Fahrradstraßen – ist bunt besser?

Die Stadt hat mal wieder einen neue Idee wie der Radverkehr in Münster besser und sicherer werden kann. Hierzu sollen bis 2025 sowohl alle bisherigen 12 Fahrradstraßen rot eingefärbt werden, als auch weitere 10 Straßen als solche ausgewiesen werden (dann ebenfalls in rot). Dafür sollen insgesamt fast 6 Millionen Euro zur Verfügung gestellt werden. Ist das sinnvoll?

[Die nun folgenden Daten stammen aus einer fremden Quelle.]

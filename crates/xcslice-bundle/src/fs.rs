//! File system access used by the resolver.
//!
//! Resolution only ever reads: it loads the manifest, checks binary paths,
//! and lists macro candidates. [`LocalFileSystem`] does this against the
//! real disk; [`MemoryFileSystem`] holds an in-memory tree for callers that
//! want to resolve bundles without touching the disk.

use glob::{MatchOptions, Pattern};
use std::collections::{BTreeMap, BTreeSet};
use std::io;
use std::path::{Path, PathBuf};

const MATCH_OPTIONS: MatchOptions = MatchOptions {
    case_sensitive: true,
    require_literal_separator: true,
    require_literal_leading_dot: false,
};

/// Read-only file system capability.
pub trait FileSystem: Send + Sync {
    /// Read the whole file at `path`.
    fn read(&self, path: &Path) -> io::Result<Vec<u8>>;

    /// Whether a file exists at `path`.
    ///
    /// Lookup errors (permissions, broken links) count as "does not exist".
    fn exists(&self, path: &Path) -> bool;

    /// List paths under `directory` matching a glob `pattern`.
    ///
    /// `pattern` is relative to `directory`; `directory` itself is matched
    /// literally. Unreadable entries are skipped.
    fn glob(&self, directory: &Path, pattern: &str) -> Vec<PathBuf>;
}

/// [`FileSystem`] backed by `std::fs`.
#[derive(Debug, Default, Clone, Copy)]
pub struct LocalFileSystem;

impl FileSystem for LocalFileSystem {
    fn read(&self, path: &Path) -> io::Result<Vec<u8>> {
        std::fs::read(path)
    }

    fn exists(&self, path: &Path) -> bool {
        std::fs::metadata(path).is_ok_and(|meta| meta.is_file())
    }

    fn glob(&self, directory: &Path, pattern: &str) -> Vec<PathBuf> {
        let Some(full) = full_pattern(directory, pattern) else {
            return Vec::new();
        };

        match glob::glob_with(&full, MATCH_OPTIONS) {
            Ok(paths) => paths.filter_map(Result::ok).collect(),
            Err(e) => {
                tracing::debug!("Invalid glob pattern {}: {}", full, e);
                Vec::new()
            }
        }
    }
}

/// In-memory [`FileSystem`].
///
/// Directories exist implicitly as ancestors of inserted files, or
/// explicitly through [`MemoryFileSystem::add_dir`].
#[derive(Debug, Default, Clone)]
pub struct MemoryFileSystem {
    files: BTreeMap<PathBuf, Vec<u8>>,
    dirs: BTreeSet<PathBuf>,
}

impl MemoryFileSystem {
    /// Create an empty tree.
    #[must_use]
    pub fn new() -> Self {
        Self::default()
    }

    /// Add (or replace) a file.
    pub fn add_file(&mut self, path: impl Into<PathBuf>, contents: impl Into<Vec<u8>>) {
        let path = path.into();
        for ancestor in path.ancestors().skip(1) {
            if ancestor.as_os_str().is_empty() {
                break;
            }
            self.dirs.insert(ancestor.to_path_buf());
        }
        self.files.insert(path, contents.into());
    }

    /// Add an empty directory.
    pub fn add_dir(&mut self, path: impl Into<PathBuf>) {
        let path = path.into();
        for ancestor in path.ancestors() {
            if ancestor.as_os_str().is_empty() {
                break;
            }
            self.dirs.insert(ancestor.to_path_buf());
        }
    }

    /// Remove a file, returning whether it was present.
    pub fn remove_file(&mut self, path: impl AsRef<Path>) -> bool {
        self.files.remove(path.as_ref()).is_some()
    }
}

impl FileSystem for MemoryFileSystem {
    fn read(&self, path: &Path) -> io::Result<Vec<u8>> {
        self.files.get(path).cloned().ok_or_else(|| {
            io::Error::new(
                io::ErrorKind::NotFound,
                format!("{} not found", path.display()),
            )
        })
    }

    fn exists(&self, path: &Path) -> bool {
        self.files.contains_key(path)
    }

    fn glob(&self, directory: &Path, pattern: &str) -> Vec<PathBuf> {
        let Some(full) = full_pattern(directory, pattern) else {
            return Vec::new();
        };
        let Ok(pattern) = Pattern::new(&full) else {
            return Vec::new();
        };

        self.files
            .keys()
            .chain(self.dirs.iter())
            .filter(|path| path.starts_with(directory))
            .filter(|path| pattern.matches_path_with(path, MATCH_OPTIONS))
            .cloned()
            .collect()
    }
}

/// Join an escaped directory with a relative pattern.
fn full_pattern(directory: &Path, pattern: &str) -> Option<String> {
    let directory = directory.to_str()?;
    let directory = directory.trim_end_matches('/');
    Some(format!("{}/{}", Pattern::escape(directory), pattern))
}
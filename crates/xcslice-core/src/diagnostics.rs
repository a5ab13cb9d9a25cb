//! Diagnostic sinks for warnings raised while resolving a bundle

use parking_lot::Mutex;
use serde::{Deserialize, Serialize};

/// A warning raised while resolving one bundle
#[derive(Debug, Clone, PartialEq, Eq, Serialize, Deserialize)]
pub struct Diagnostic {
    /// File name of the bundle (e.g., "MyFramework.xcframework")
    pub bundle: String,

    /// Slice identifier the warning is about, when there is one
    pub identifier: Option<String>,

    /// Human-readable message
    pub message: String,
}

impl Diagnostic {
    /// Create a diagnostic about a specific slice
    pub fn for_slice(
        bundle: impl Into<String>,
        identifier: impl Into<String>,
        message: impl Into<String>,
    ) -> Self {
        Self {
            bundle: bundle.into(),
            identifier: Some(identifier.into()),
            message: message.into(),
        }
    }
}

impl std::fmt::Display for Diagnostic {
    fn fmt(&self, f: &mut std::fmt::Formatter<'_>) -> std::fmt::Result {
        write!(f, "{}", self.message)
    }
}

/// Receiver for warnings emitted during resolution
///
/// Implementations must not block and must not panic. Resolution never
/// waits on or inspects the outcome of a warning.
pub trait DiagnosticSink: Send + Sync {
    /// Report a warning
    fn warn(&self, diagnostic: Diagnostic);
}

/// Sink that discards every diagnostic
#[derive(Debug, Default, Clone, Copy)]
pub struct NullSink;

impl DiagnosticSink for NullSink {
    fn warn(&self, _diagnostic: Diagnostic) {}
}

/// Sink that keeps every diagnostic in memory, in emission order
#[derive(Debug, Default)]
pub struct CollectingSink {
    diagnostics: Mutex<Vec<Diagnostic>>,
}

impl CollectingSink {
    /// Create an empty sink
    pub fn new() -> Self {
        Self::default()
    }

    /// Snapshot of everything reported so far
    pub fn diagnostics(&self) -> Vec<Diagnostic> {
        self.diagnostics.lock().clone()
    }

    /// Number of diagnostics reported so far
    pub fn len(&self) -> usize {
        self.diagnostics.lock().len()
    }

    /// Whether nothing has been reported
    pub fn is_empty(&self) -> bool {
        self.diagnostics.lock().is_empty()
    }

    /// Remove and return everything reported so far
    pub fn take(&self) -> Vec<Diagnostic> {
        std::mem::take(&mut *self.diagnostics.lock())
    }
}

impl DiagnosticSink for CollectingSink {
    fn warn(&self, diagnostic: Diagnostic) {
        self.diagnostics.lock().push(diagnostic);
    }
}
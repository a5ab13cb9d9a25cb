//! Subscriber setup for command-line front ends

use crate::reload::{LoggingError, ReloadHandle};
use tracing_subscriber::filter::LevelFilter;
use tracing_subscriber::{fmt, reload};

/// Parse a level name (`trace`, `debug`, `info`, `warn`, `error`, `off`)
///
/// Case-insensitive. Returns `None` for anything else.
pub fn parse_level(level: &str) -> Option<LevelFilter> {
    match level.trim().to_ascii_lowercase().as_str() {
        "trace" => Some(LevelFilter::TRACE),
        "debug" => Some(LevelFilter::DEBUG),
        "info" => Some(LevelFilter::INFO),
        "warn" | "warning" => Some(LevelFilter::WARN),
        "error" => Some(LevelFilter::ERROR),
        "off" => Some(LevelFilter::OFF),
        _ => None,
    }
}

/// Initialize logging to stderr at the given level
///
/// The level can be changed later through [`ReloadHandle::global`]. Calling
/// this again after a subscriber is installed only updates the level.
pub fn init_logging(level: LevelFilter) -> Result<(), LoggingError> {
    use tracing_subscriber::prelude::*;

    let handle = ReloadHandle::global();
    if handle.is_installed() {
        return handle.set_level(level);
    }

    let (filter, filter_handle) = reload::Layer::new(level);
    let subscriber = tracing_subscriber::registry().with(filter).with(
        fmt::layer()
            .with_writer(std::io::stderr)
            .with_target(false),
    );

    tracing::subscriber::set_global_default(subscriber)
        .map_err(|_| LoggingError::ForeignSubscriber)?;
    handle.install(filter_handle);
    Ok(())
}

Vorweg zur Definition einer Fahrradstraße: Nach der Straßenverkehrsordnung und der dazugehörigen Verwaltungsvorschrift ist eine Fahrradstraße eine Straße, in der die vorherrschende (oder zukünftig vorherrschende) Verkehrsart das Fahrrad ist. Sonstiger Fahrzeugverkehr darf nur ausnahmsweise zugelassen werden. Details im Wortlaut hier nachzulesen. Auf Fahrradstraßen hat der Radverkehr Vorrang (darf z.B. nebeneinander fahren), sonstiger Fahrzeugverkehr muss sich unterordnen. Es gilt außerdem generell Tempo 30 (auch ohne zusätzliches Schild).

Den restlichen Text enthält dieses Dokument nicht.